Preventative effects of 1-methyl-1,2,3,4-tetrahydroisoquinoline derivatives ( N -functional group loading) on MPTP-induced parkinsonism in mice.

1,2,3,4-tetrahydroisoquinoline (TIQ) is endogenously present in the human brain, and some of its derivatives are thought to contribute to the induction of Parkinson's disease (PD)-like signs in rodents and primates. In contrast, the endogenous TIQ derivative 1-methyl-TIQ (1-MeTIQ) is reported to be neuroprotective. In the present study, we compared the effects of artificially modified 1-MeTIQ derivatives (loading an N -propyl, N -propenyl, N -propargyl, or N -butynyl group) on 1-methyl-4-phenyl-1,2,3,6-tetrahydropyridine (MPTP)-induced PD-like signs in mice.
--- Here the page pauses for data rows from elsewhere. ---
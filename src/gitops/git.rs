//! Git plumbing: provider REST API for repository management, local git CLI
//! for chart and values commits.

use std::path::Path;

use async_trait::async_trait;
use chrono::NaiveDateTime;
use serde::{Deserialize, Serialize};
use tokio::process::Command;
use tracing::debug;

use super::GitOpsError;

#[derive(Debug, Clone, PartialEq, Serialize, Deserialize)]
pub struct CommitAuthor {
    pub name: String,
    pub email: String,
}

#[derive(Debug, Clone, PartialEq, Serialize, Deserialize)]
pub struct CommitDetail {
    pub hash: String,
    pub committed_at: NaiveDateTime,
}

#[async_trait]
pub trait GitClient: Send + Sync {
    /// Create the remote repository if it does not exist; returns its http
    /// clone url either way.
    async fn ensure_repository(
        &self,
        repo_name: &str,
        description: &str,
    ) -> Result<String, GitOpsError>;

    /// Commit the packaged chart under `{chart_name}/{chart_version}/`.
    async fn push_chart(
        &self,
        repo_url: &str,
        chart_path: &str,
        chart_name: &str,
        chart_version: &str,
        author: &CommitAuthor,
    ) -> Result<CommitDetail, GitOpsError>;

    /// Commit the per-environment values file at the repository root.
    async fn commit_values(
        &self,
        repo_url: &str,
        values_file_name: &str,
        values_yaml: &str,
        message: &str,
        author: &CommitAuthor,
    ) -> Result<CommitDetail, GitOpsError>;
}

/// Thin REST client for the configured git provider.
pub struct GitProviderApi {
    http: reqwest::Client,
    base_url: String,
    organization: String,
    token: String,
}

#[derive(Debug, Deserialize)]
struct RepoResponse {
    clone_url: String,
}

impl GitProviderApi {
    pub fn new(base_url: &str, organization: &str, token: &str) -> Self {
        Self {
            http: reqwest::Client::new(),
            base_url: base_url.trim_end_matches('/').to_string(),
            organization: organization.to_string(),
            token: token.to_string(),
        }
    }

    async fn get_repository(&self, name: &str) -> Result<Option<String>, GitOpsError> {
        let url = format!("{}/repos/{}/{}", self.base_url, self.organization, name);
        let response = self
            .http
            .get(&url)
            .bearer_auth(&self.token)
            .send()
            .await
            .map_err(|e| GitOpsError::Provider(e.to_string()))?;
        if response.status() == reqwest::StatusCode::NOT_FOUND {
            return Ok(None);
        }
        let repo: RepoResponse = response
            .error_for_status()
            .map_err(|e| GitOpsError::Provider(e.to_string()))?
            .json()
            .await
            .map_err(|e| GitOpsError::Provider(e.to_string()))?;
        Ok(Some(repo.clone_url))
    }

    async fn create_repository(
        &self,
        name: &str,
        description: &str,
    ) -> Result<String, GitOpsError> {
        let url = format!("{}/orgs/{}/repos", self.base_url, self.organization);
        let repo: RepoResponse = self
            .http
            .post(&url)
            .bearer_auth(&self.token)
            .json(&serde_json::json!({
                "name": name,
                "description": description,
                "private": true,
                "auto_init": true
            }))
            .send()
            .await
            .map_err(|e| GitOpsError::Provider(e.to_string()))?
            .error_for_status()
            .map_err(|e| GitOpsError::Provider(e.to_string()))?
            .json()
            .await
            .map_err(|e| GitOpsError::Provider(e.to_string()))?;
        Ok(repo.clone_url)
    }
}

/// Production [`GitClient`]: provider API for repositories, local clones in
/// a working directory for commits.
pub struct CliGitClient {
    provider: GitProviderApi,
    workdir: std::path::PathBuf,
}

impl CliGitClient {
    pub fn new(provider: GitProviderApi, workdir: impl Into<std::path::PathBuf>) -> Self {
        Self {
            provider,
            workdir: workdir.into(),
        }
    }

    async fn run_git(dir: &Path, args: &[&str]) -> Result<String, GitOpsError> {
        debug!(?args, dir = %dir.display(), "running git");
        let output = Command::new("git")
            .args(args)
            .current_dir(dir)
            .output()
            .await?;
        if !output.status.success() {
            return Err(GitOpsError::Commit(format!(
                "git {} failed: {}",
                args.first().copied().unwrap_or_default(),
                String::from_utf8_lossy(&output.stderr).trim()
            )));
        }
        Ok(String::from_utf8_lossy(&output.stdout).trim().to_string())
    }

    /// Fresh shallow clone per push; repo names are unique per app so the
    /// clone directory is too.
    async fn clone_repo(&self, repo_url: &str) -> Result<std::path::PathBuf, GitOpsError> {
        let dir_name = repo_url
            .rsplit('/')
            .next()
            .unwrap_or("repo")
            .trim_end_matches(".git");
        let target = self.workdir.join(dir_name);
        if target.exists() {
            tokio::fs::remove_dir_all(&target).await?;
        }
        tokio::fs::create_dir_all(&self.workdir).await?;
        Self::run_git(
            &self.workdir,
            &["clone", "--depth", "1", repo_url, dir_name],
        )
        .await?;
        Ok(target)
    }

    async fn commit_and_push(
        dir: &Path,
        message: &str,
        author: &CommitAuthor,
    ) -> Result<CommitDetail, GitOpsError> {
        Self::run_git(dir, &["add", "-A"]).await?;
        let author_arg = format!("{} <{}>", author.name, author.email);
        Self::run_git(dir, &["commit", "--author", &author_arg, "-m", message]).await?;
        let hash = Self::run_git(dir, &["rev-parse", "HEAD"]).await?;
        let epoch = Self::run_git(dir, &["log", "-1", "--format=%ct"]).await?;
        Self::run_git(dir, &["push", "origin", "HEAD"]).await?;
        let committed_at = epoch
            .parse::<i64>()
            .ok()
            .and_then(|secs| chrono::DateTime::from_timestamp(secs, 0))
            .map(|dt| dt.naive_utc())
            .ok_or_else(|| GitOpsError::Commit("unreadable commit time".to_string()))?;
        Ok(CommitDetail {
            hash,
            committed_at,
        })
    }
}

#[async_trait]
impl GitClient for CliGitClient {
    async fn ensure_repository(
        &self,
        repo_name: &str,
        description: &str,
    ) -> Result<String, GitOpsError> {
        if let Some(url) = self.provider.get_repository(repo_name).await? {
            return Ok(url);
        }
        self.provider.create_repository(repo_name, description).await
    }

    async fn push_chart(
        &self,
        repo_url: &str,
        chart_path: &str,
        chart_name: &str,
        chart_version: &str,
        author: &CommitAuthor,
    ) -> Result<CommitDetail, GitOpsError> {
        let clone = self.clone_repo(repo_url).await?;
        let target = clone.join(chart_name).join(chart_version);
        tokio::fs::create_dir_all(&target).await?;
        copy_dir(Path::new(chart_path), &target).await?;
        Self::commit_and_push(
            &clone,
            &format!("chart {chart_name}-{chart_version}"),
            author,
        )
        .await
    }

    async fn commit_values(
        &self,
        repo_url: &str,
        values_file_name: &str,
        values_yaml: &str,
        message: &str,
        author: &CommitAuthor,
    ) -> Result<CommitDetail, GitOpsError> {
        let clone = self.clone_repo(repo_url).await?;
        tokio::fs::write(clone.join(values_file_name), values_yaml).await?;
        Self::commit_and_push(&clone, message, author).await
    }
}

/// Recursive copy without following symlinks. Chart trees are shallow.
async fn copy_dir(from: &Path, to: &Path) -> Result<(), GitOpsError> {
    let mut stack = vec![(from.to_path_buf(), to.to_path_buf())];
    while let Some((src, dst)) = stack.pop() {
        tokio::fs::create_dir_all(&dst).await?;
        let mut entries = tokio::fs::read_dir(&src).await?;
        while let Some(entry) = entries.next_entry().await? {
            let file_type = entry.file_type().await?;
            let dst_path = dst.join(entry.file_name());
            if file_type.is_dir() {
                stack.push((entry.path(), dst_path));
            } else if file_type.is_file() {
                tokio::fs::copy(entry.path(), dst_path).await?;
            }
        }
    }
    Ok(())
}

#[cfg(test)]
mod tests {
    use super::*;

    #[tokio::test]
    async fn test_copy_dir_copies_nested_tree() {
        let src = tempfile::tempdir().unwrap();
        let dst = tempfile::tempdir().unwrap();
        tokio::fs::create_dir_all(src.path().join("templates"))
            .await
            .unwrap();
        tokio::fs::write(src.path().join("Chart.yaml"), "name: app-chart")
            .await
            .unwrap();
        tokio::fs::write(src.path().join("templates/deploy.yaml"), "kind: Deployment")
            .await
            .unwrap();

        copy_dir(src.path(), dst.path()).await.unwrap();

        let chart = tokio::fs::read_to_string(dst.path().join("Chart.yaml"))
            .await
            .unwrap();
        assert_eq!(chart, "name: app-chart");
        assert!(dst.path().join("templates/deploy.yaml").exists());
    }
}
//! Event publication: in-process broadcast for lifecycle listeners and a
//! NATS writer for the CD success topic.

pub mod cd_event;
pub mod nats;
pub mod publisher;

pub use cd_event::{DeploymentEvent, PipelineMaterialCommit};
pub use nats::{EventWriter, NatsEventWriter};
pub use publisher::{EventPublisher, LifecycleEvent};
In a behavioral study, MPTP-induced bradykinesia was significantly decreased by all compounds. However, only 1-Me- N -propargyl-TIQ showed an inhibitory effect by blocking the MPTP-induced reduction in striatal dopamine content and the number of nigral tyrosine hydroxylase-positive cells. Western blot analysis showed that 1-Me- N -propargyl-TIQ and 1-Me- N -butynyl-TIQ potently prevented the MPTP-induced decrease in dopamine transporter expression, whereas 1-MeTIQ and 1-Me- N -propyl-TIQ did not. These results suggest that although loading an N -propargyl group on 1-MeTIQ clearly enhanced neuroprotective effects, other N -functional groups showed distinct pharmacological properties characteristic of their functional groups. Thus, the number of bonds and length of the N -functional group may contribute to the observed differences in effect.